Adding "excess and unfair cost burdens is exactly what the oil-auto complex wants in order to preserve the status quo," Nelder said.
Biden has been a vocal proponent of electric vehicles, both as a means to reduce greenhouse gas emissions and address climate change, and to create jobs. The president's $2.3 trillion American Jobs Plan included $174 billion for EV investments, including chargers and vehicle purchase incentives.
It is not clear if Biden would accept a surcharge on electric vehicles, as the president has pledged not to raise taxes on individuals making less than $400,000 annually. On Friday, the White House said it would not support indexing the gas tax to inflation for that reason, though it was included as a "placeholder" in the bipartisan proposal. A spokesperson for the U.S. Department of Energy said the agency could not address the potential for an EV surcharge.
The surcharge is number nine on a list of 11 proposed funding mechanisms for the new spending. Other funding mechanisms identified in the proposal include repurposing COVID-19 relief funds, direct pay municipal bonds, mechanisms to leverage private sector funding and private activity bonds.
Sen. Bernie Sanders, I-Vt., said Sunday on Meet the Press that he would not support a fee on electric vehicles to pay for infrastructure spending.
A fee or tax on EVs at the federal level "is a terrible idea," said Joel Levin, executive director for Plug in America. He added that with states likely to tax electric vehicles as well, the fees will "keep going up."
"EV infrastructure benefits everybody ... and everybody should pay for it. There are societal benefits," Levin said. With a surcharge specific to electric vehicles, "you're not going to raise much money and you're just going to discourage people from driving EVs."
The taxes "would be a setback for domestic manufacturing," added ZETA's Britton, "particularly in the states that have benefited from EV and advanced battery manufacturing jobs in the past year," including Texas, Kentucky, Ohio, Tennessee, Alabama, Arizona and the Carolinas.
The senators backing the bipartisan infrastructure proposal, led by Sens. Kyrsten Sinema, D-Ariz., and Rob Portman, R-Ohio, say their proposal must now be turned into legislation to address the country’s critical infrastructure needs. The framework "provides an historic investment in our nation’s core infrastructure needs without raising taxes," they said in a statement.

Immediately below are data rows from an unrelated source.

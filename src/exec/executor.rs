// src/exec/executor.rs

//! Bounded execution: run a descriptor inline, or under a watchdog.

use std::future::Future;
use std::time::Duration;

use tokio::sync::oneshot;
use tokio::task::JoinError;
use tracing::{debug, warn};

use crate::errors::LaunchFault;
use crate::launch::LaunchDescriptor;

use super::supervisor::{supervise, PreparedLaunch};

/// How long a timed-out supervisor gets to kill its child before the
/// executor stops waiting for it.
const KILL_GRACE: Duration = Duration::from_millis(250);

/// Terminal result of one launch attempt.
#[derive(Debug, Clone, PartialEq, Eq)]
pub enum ExecutionOutcome {
    /// The process ran to its end. `success` is false only for a non-zero
    /// exit when the descriptor does not fail on error.
    Completed { success: bool },
    Failed(LaunchFault),
    /// The watchdog window elapsed first.
    TimedOut,
}

/// Lifecycle of a launch attempt.
///
/// `NotStarted -> Running -> {Completed | Failed | TimedOut}`; a descriptor
/// that cannot even be turned into a command goes straight to `Failed`.
#[derive(Debug, Clone, Copy, PartialEq, Eq)]
pub enum LaunchState {
    NotStarted,
    Running,
    Completed,
    Failed,
    TimedOut,
}

impl LaunchState {
    pub fn is_terminal(self) -> bool {
        matches!(
            self,
            LaunchState::Completed | LaunchState::Failed | LaunchState::TimedOut
        )
    }

    fn advance(&mut self, next: LaunchState) {
        debug_assert!(!self.is_terminal(), "launch already finished ({self:?})");
        debug!(from = ?*self, to = ?next, "launch state");
        *self = next;
    }
}

impl From<&ExecutionOutcome> for LaunchState {
    fn from(outcome: &ExecutionOutcome) -> Self {
        match outcome {
            ExecutionOutcome::Completed { .. } => LaunchState::Completed,
            ExecutionOutcome::Failed(_) => LaunchState::Failed,
            ExecutionOutcome::TimedOut => LaunchState::TimedOut,
        }
    }
}

/// Run the process described by `descriptor`.
///
/// - `timeout_millis <= 0`: run inline and wait for the process, however
///   long it takes.
/// - `timeout_millis > 0`: supervise the process on a background task and
///   wait at most that long. When the window elapses the supervisor is told
///   to cancel, which kills the child; termination of the OS process is
///   best effort and not awaited beyond a short grace period.
pub async fn execute(descriptor: &LaunchDescriptor, timeout_millis: i64) -> ExecutionOutcome {
    let mut state = LaunchState::NotStarted;

    let launch = match PreparedLaunch::from_descriptor(descriptor) {
        Ok(launch) => launch,
        Err(fault) => {
            state.advance(LaunchState::Failed);
            return ExecutionOutcome::Failed(fault);
        }
    };

    state.advance(LaunchState::Running);

    let outcome = if timeout_millis <= 0 {
        supervise(launch, None).await
    } else {
        run_with_watchdog(launch, timeout_millis).await
    };

    state.advance(LaunchState::from(&outcome));
    outcome
}

async fn run_with_watchdog(launch: PreparedLaunch, timeout_millis: i64) -> ExecutionOutcome {
    let (cancel_tx, cancel_rx) = oneshot::channel::<()>();
    watch(supervise(launch, Some(cancel_rx)), cancel_tx, timeout_millis).await
}

/// Race a supervisor running on its own task against the timeout window.
///
/// The join handle is the single slot through which the supervisor hands
/// its outcome to this waiter. If the cancel signal can no longer be
/// delivered the supervisor has already finished, and its own outcome is
/// reported instead of `TimedOut`.
async fn watch<F>(supervised: F, cancel_tx: oneshot::Sender<()>, timeout_millis: i64) -> ExecutionOutcome
where
    F: Future<Output = ExecutionOutcome> + Send + 'static,
{
    let window = Duration::from_millis(timeout_millis.unsigned_abs());
    let mut handle = tokio::spawn(supervised);

    match tokio::time::timeout(window, &mut handle).await {
        Ok(joined) => joined_outcome(joined),
        Err(_elapsed) => {
            if cancel_tx.send(()).is_err() {
                debug!("supervisor finished as the window elapsed");
                return match tokio::time::timeout(KILL_GRACE, handle).await {
                    Ok(joined) => joined_outcome(joined),
                    Err(_) => ExecutionOutcome::TimedOut,
                };
            }
            warn!(timeout_ms = timeout_millis, "SBT runner timed out; cancelling");
            if tokio::time::timeout(KILL_GRACE, handle).await.is_err() {
                debug!("supervisor still busy after grace period; leaving it behind");
            }
            ExecutionOutcome::TimedOut
        }
    }
}

fn joined_outcome(joined: Result<ExecutionOutcome, JoinError>) -> ExecutionOutcome {
    joined.unwrap_or_else(|join_err| ExecutionOutcome::Failed(LaunchFault::Supervisor(join_err.to_string())))
}

#[cfg(test)]
mod tests {
    use super::*;

    #[test]
    fn terminal_states() {
        assert!(!LaunchState::NotStarted.is_terminal());
        assert!(!LaunchState::Running.is_terminal());
        assert!(LaunchState::Completed.is_terminal());
        assert!(LaunchState::Failed.is_terminal());
        assert!(LaunchState::TimedOut.is_terminal());
    }

    #[test]
    fn outcome_maps_to_state() {
        assert_eq!(
            LaunchState::from(&ExecutionOutcome::Completed { success: false }),
            LaunchState::Completed
        );
        assert_eq!(
            LaunchState::from(&ExecutionOutcome::Failed(LaunchFault::Exit { code: Some(1) })),
            LaunchState::Failed
        );
        assert_eq!(LaunchState::from(&ExecutionOutcome::TimedOut), LaunchState::TimedOut);
    }

    #[tokio::test]
    async fn finished_supervisor_keeps_its_outcome() {
        let (cancel_tx, cancel_rx) = oneshot::channel::<()>();
        // Nothing listens for the cancel signal any more.
        drop(cancel_rx);
        let supervised = async {
            tokio::time::sleep(Duration::from_millis(80)).await;
            ExecutionOutcome::Completed { success: true }
        };

        let outcome = watch(supervised, cancel_tx, 20).await;
        assert_eq!(outcome, ExecutionOutcome::Completed { success: true });
    }

    #[tokio::test]
    async fn running_supervisor_is_cancelled() {
        let (cancel_tx, cancel_rx) = oneshot::channel::<()>();
        let supervised = async move {
            match cancel_rx.await {
                Ok(()) => ExecutionOutcome::Completed { success: false },
                Err(_) => ExecutionOutcome::Failed(LaunchFault::Supervisor("dropped".to_string())),
            }
        };

        let outcome = watch(supervised, cancel_tx, 20).await;
        assert_eq!(outcome, ExecutionOutcome::TimedOut);
    }

    #[tokio::test]
    async fn supervisor_inside_window_reports_directly() {
        let (cancel_tx, _cancel_rx) = oneshot::channel::<()>();
        let supervised = async { ExecutionOutcome::Failed(LaunchFault::Exit { code: Some(2) }) };

        let outcome = watch(supervised, cancel_tx, 5_000).await;
        assert_eq!(outcome, ExecutionOutcome::Failed(LaunchFault::Exit { code: Some(2) }));
    }
}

Biden has indicated he wants to develop the domestic supply chain for batteries, in part to lessen the country's dependence on China. Britton said adding costs to EVs is not the way to do that.
"EV taxes punish consumers, worsen carbon emissions, and concede an ascendant American industry — and the hundreds of thousands of American jobs it is set to create — to foreign competitors like China," he said.
BloombergNEF's most recent EV outlook anticipates global sales of zero-emission vehicles rising from 4% of the market in 2020 to 70% by 2040. And market leaders like the United States, China and Europe "run far ahead of these numbers," according to the research firm.
"The outlook for electric vehicles is brighter than ever," the firm said in its June 9 analysis. "But governments aiming for net-zero carbon emissions by 2050 must do more to spur their adoption. Achieving that goal will require decisive further policy action on all fronts."
Biden, on his first day in office, set a goal for the U.S. to reach economy-wide net-zero emissions no later than 2050.